Parents have made another shift in a single generation. While parents raising Millennials became famous for giving trophies or ribbons to their children just for participating, parents of Generation Z (often Millennial parents) have pushed their kids to the other extreme, driving them to compete at a high level from early ages.
In fact, parents take youth sports so seriously, it borders on unhealthy.
In June of 2019, a huge parent brawl broke out at a little league baseball game in Colorado. The game was between seven-year-old kids. A 13-year-old umpire called a player out for batting out
of order. Instead of discussing the issue, parents came out and began fist fighting. I watched the video footage and was embarrassed for these parents—both men and women—who threw
sucker punches at each other. The young players ran off the field in horror. What a miserable example these adults set for their children. It’s a new day.
And we don’t see what we’re doing to our kids.
Single Sport Athletes
Part of our obsession with athletic improvement is actually backfiring. Parents are pushing their child to focus on a single sport earlier and earlier in life. Gone are the days of pick-up basketball
games or free play time. Parents and kids are on a schedule and a plan. This had led to kids both getting injured and burning out.
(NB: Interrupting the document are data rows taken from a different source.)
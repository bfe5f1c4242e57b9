// File: starter-forms/tests/form_lifecycle.rs
// Purpose: End-to-end form lifecycle (register, mount, edit, validate, submit)

use std::sync::{Arc, Mutex};

use pretty_assertions::assert_eq;
use serde_json::{json, Value};
use starter_forms::{
    email, field_compare, length, number, required, FieldModel, FieldPatch, Fields, Form, FormData, RuleRegistry,
    Validation,
};

fn registration_form() -> Form {
    let mut registry = RuleRegistry::with_builtins();
    registry.register("count", |options: &Value| {
        let exact = options["exact"].as_u64().unwrap_or(0) as usize;
        let rule = move |value: &Value, _: &FieldModel, _: &Fields| match value.as_array() {
            Some(items) if items.len() == exact => None,
            _ => Some(Validation::invalid(format!("Choose any {exact}"))),
        };
        Ok(starter_forms::Rule::boxed(rule))
    });

    Form::builder("registration")
        .rule("name", required().message("Name is required"))
        .rule("name", length().min(3).max(20))
        .rule("email", required())
        .rule("email", email())
        .rule("age", number().min(18.0).max(99.0))
        .rule("password", length().min(3))
        .rule("confirm", field_compare("password"))
        .rule_registry(registry)
        .rule_named("sports", "count", &json!({"exact": 2}))
        .unwrap()
        .build()
}

fn mount(form: &mut Form) {
    form.register_field(FieldModel::new("name").label("Name"));
    form.register_field(FieldModel::new("email").label("Email"));
    form.register_field(FieldModel::new("age").label("Age").default_value(30));
    form.register_field(FieldModel::new("password").label("Password"));
    form.register_field(FieldModel::new("confirm").label("Confirm password"));
    form.register_field(FieldModel::new("sports").label("Sports").default_value(json!([])));
    form.register_field(FieldModel::new("user_id").value("u-1").disabled(true));
    form.mount_complete();
}

#[test]
fn test_fresh_form_is_invalid_but_silent() {
    let mut form = registration_form();
    mount(&mut form);

    let state = form.state();
    assert!(state.initialized);
    assert!(state.pristine);
    assert!(!state.valid);
    assert!(state.fields.values().all(|f| f.visible_message().is_none()));
}

#[test]
fn test_filling_the_form_makes_it_valid() {
    let mut form = registration_form();
    let changes: Arc<Mutex<Vec<FormData>>> = Arc::new(Mutex::new(Vec::new()));
    let log = changes.clone();
    form.on_change(move |data| log.lock().unwrap().push(data.clone()));
    mount(&mut form);

    form.set_value("name", "Ada");
    form.set_value("email", "ada@example.com");
    form.set_value("password", "secret");
    form.set_value("confirm", "secret");
    assert!(!form.state().valid);
    assert_eq!(form.field("sports").unwrap().message, "Choose any 2");

    form.set_value("sports", json!(["soccer", "hockey"]));
    assert!(form.state().valid);

    let last = changes.lock().unwrap().last().cloned().unwrap();
    assert!(last.valid);
    assert!(!last.pristine);
    assert!(!last.data.contains_key("user_id"));
    assert_eq!(last.data["age"], json!(30));
}

#[test]
fn test_messages_surface_after_edit() {
    let mut form = registration_form();
    mount(&mut form);

    form.set_value("name", "Al");
    assert_eq!(
        form.field("name").unwrap().visible_message(),
        Some("Name must be a minimum of 3 characters")
    );

    form.set_value("email", "not-an-email");
    assert_eq!(
        form.field("email").unwrap().visible_message(),
        Some("Email must be a valid email")
    );

    form.set_value("age", "12");
    assert_eq!(
        form.field("age").unwrap().visible_message(),
        Some("Age is an invalid number")
    );

    // untouched fields stay quiet
    assert_eq!(form.field("password").unwrap().visible_message(), None);
}

#[test]
fn test_password_confirmation_pair() {
    let mut form = registration_form();
    mount(&mut form);

    form.set_value("password", "a");
    form.set_value("confirm", "b");
    assert_eq!(
        form.field("confirm").unwrap().message,
        "Confirm password must be same as Password"
    );

    form.set_value("confirm", "a");
    assert!(form.field("confirm").unwrap().valid);
}

#[test]
fn test_disabling_a_field_removes_it_from_submission() {
    let mut form = registration_form();
    mount(&mut form);
    form.update_field(FieldPatch::new("name", "Ada").disabled(true));

    let submission = form.submit();
    assert!(submission.fields["name"].disabled);
    assert!(!submission.data.contains_key("name"));
    assert!(!submission.data.contains_key("user_id"));
    assert!(submission.data.contains_key("email"));
}

#[test]
fn test_late_field_joins_after_mount() {
    let mut form = registration_form();
    mount(&mut form);

    form.register_field(FieldModel::new("newsletter").field_type("checkbox").value(false));
    form.remove_field("sports");

    let names: Vec<&str> = {
        let mut names: Vec<&str> = form.state().fields.keys().map(String::as_str).collect();
        names.sort_unstable();
        names
    };
    assert_eq!(
        names,
        vec!["age", "confirm", "email", "name", "newsletter", "password", "user_id"]
    );
}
New research from “two studies presented at the 2018 Annual Meeting of the American Academy of Orthopedic Surgeons (AAOS) demonstrated the substantial psychosocial impact parents can have on their children’s sports experience, as 54.7 percent of parents encouraged their children to specialize in a single sport. Additionally, the number of hours of vigorous activity was found to be a huge risk factor for injury, and for boys, both specialization and the number of hours per week were predictive of injury.” For example, this spring I met an 18-year old athlete who graduated high school in May. He’d just gotten injured which prevented him from playing his final year of sports before entering college. When I asked him if that was difficult, he replied with a smile, “It is for my parents. But me—I’m actually excited I get to stop and have a life. This was my ticket out.”
Wow. That teen just said a mouthful.
The AAOS says, “Sports specialization in youth is defined as engaging in a sport for at least three seasons a year at the exclusion of other sports, and early sports specialization occurs in children
under the age of 12. Although physical activity is beneficial for overall health, sports specialization can increase the risk of injury and burnout, and decrease enjoyment due to excessive training. It also decreases an athlete’s ability to cross train and gain physical benefits from other sports.”
A Ticking Time Bomb
In the Los Angeles Lakers players’ lounge, head strength and conditioning coach Tim DiFrancesco studies the facts surrounding so many injuries he sees in young athletes. He thinks to himself: These kids are ticking time bombs. “I understand I shouldn’t use a broad brush to criticize the entire AAU system, because parts of it are excellent,” Tim says. “But also parts of it are very broken, especially [as it] relates to injuries in the league. What we’re seeing is a rash of injuries among young players.”
Are we creating ticking time bombs instead of well-rounded young athletes?
What he and other performance specialists, doctors and psychologists are spotting are what parents and athletes may not want to spot. The data on rookie injuries in the NBA is clear and scary. They’ve been pushed to the point of danger. An obsession with one sport, is not healthy at a young age. The Netherlands, by contrast, doesn’t encourage kids to focus on one sport until their late teenage years. And guess what? They’ve done quite well on the world stage, finishing fifth in medals at the last Winter Olympic Games and going all the way to the finals in the Women’s World Cup. Norway has actually adopted regulations to limit coaches working with kids prior to their teenage years. Norway finished first in medals at the last Winter Olympic games. Those adolescents are mentally and emotionally stronger because they’re not obsessing so early in life.
How Do We Respond?
Let me offer four common sense action steps to coaches and parents here:
1. Push them to play hard, but to be well-rounded through 16-years-old.
2. Encourage them to be two-sport athletes, even after they focus their skills.
3. Help them limit phone time to two-hours daily and to get out and socialize.
4. Equip them to excel at one other skill (or hobby) minimally through college.
“Culturally, we have found that parents have unrealistic expectations for their children to play collegiately or professionally and as a result, they invest in private lessons, trainers or personal
coaches to help their kids,” explains Dr. Charles Popkin, from Columbia University. “When you’re investing this amount of time and resources, there can be unwritten, indirect pressure from parents to specialize.”
I am meeting more and more Division One coaches who recruit two sport athletes because they want emotionally healthy players. Makes sense to me.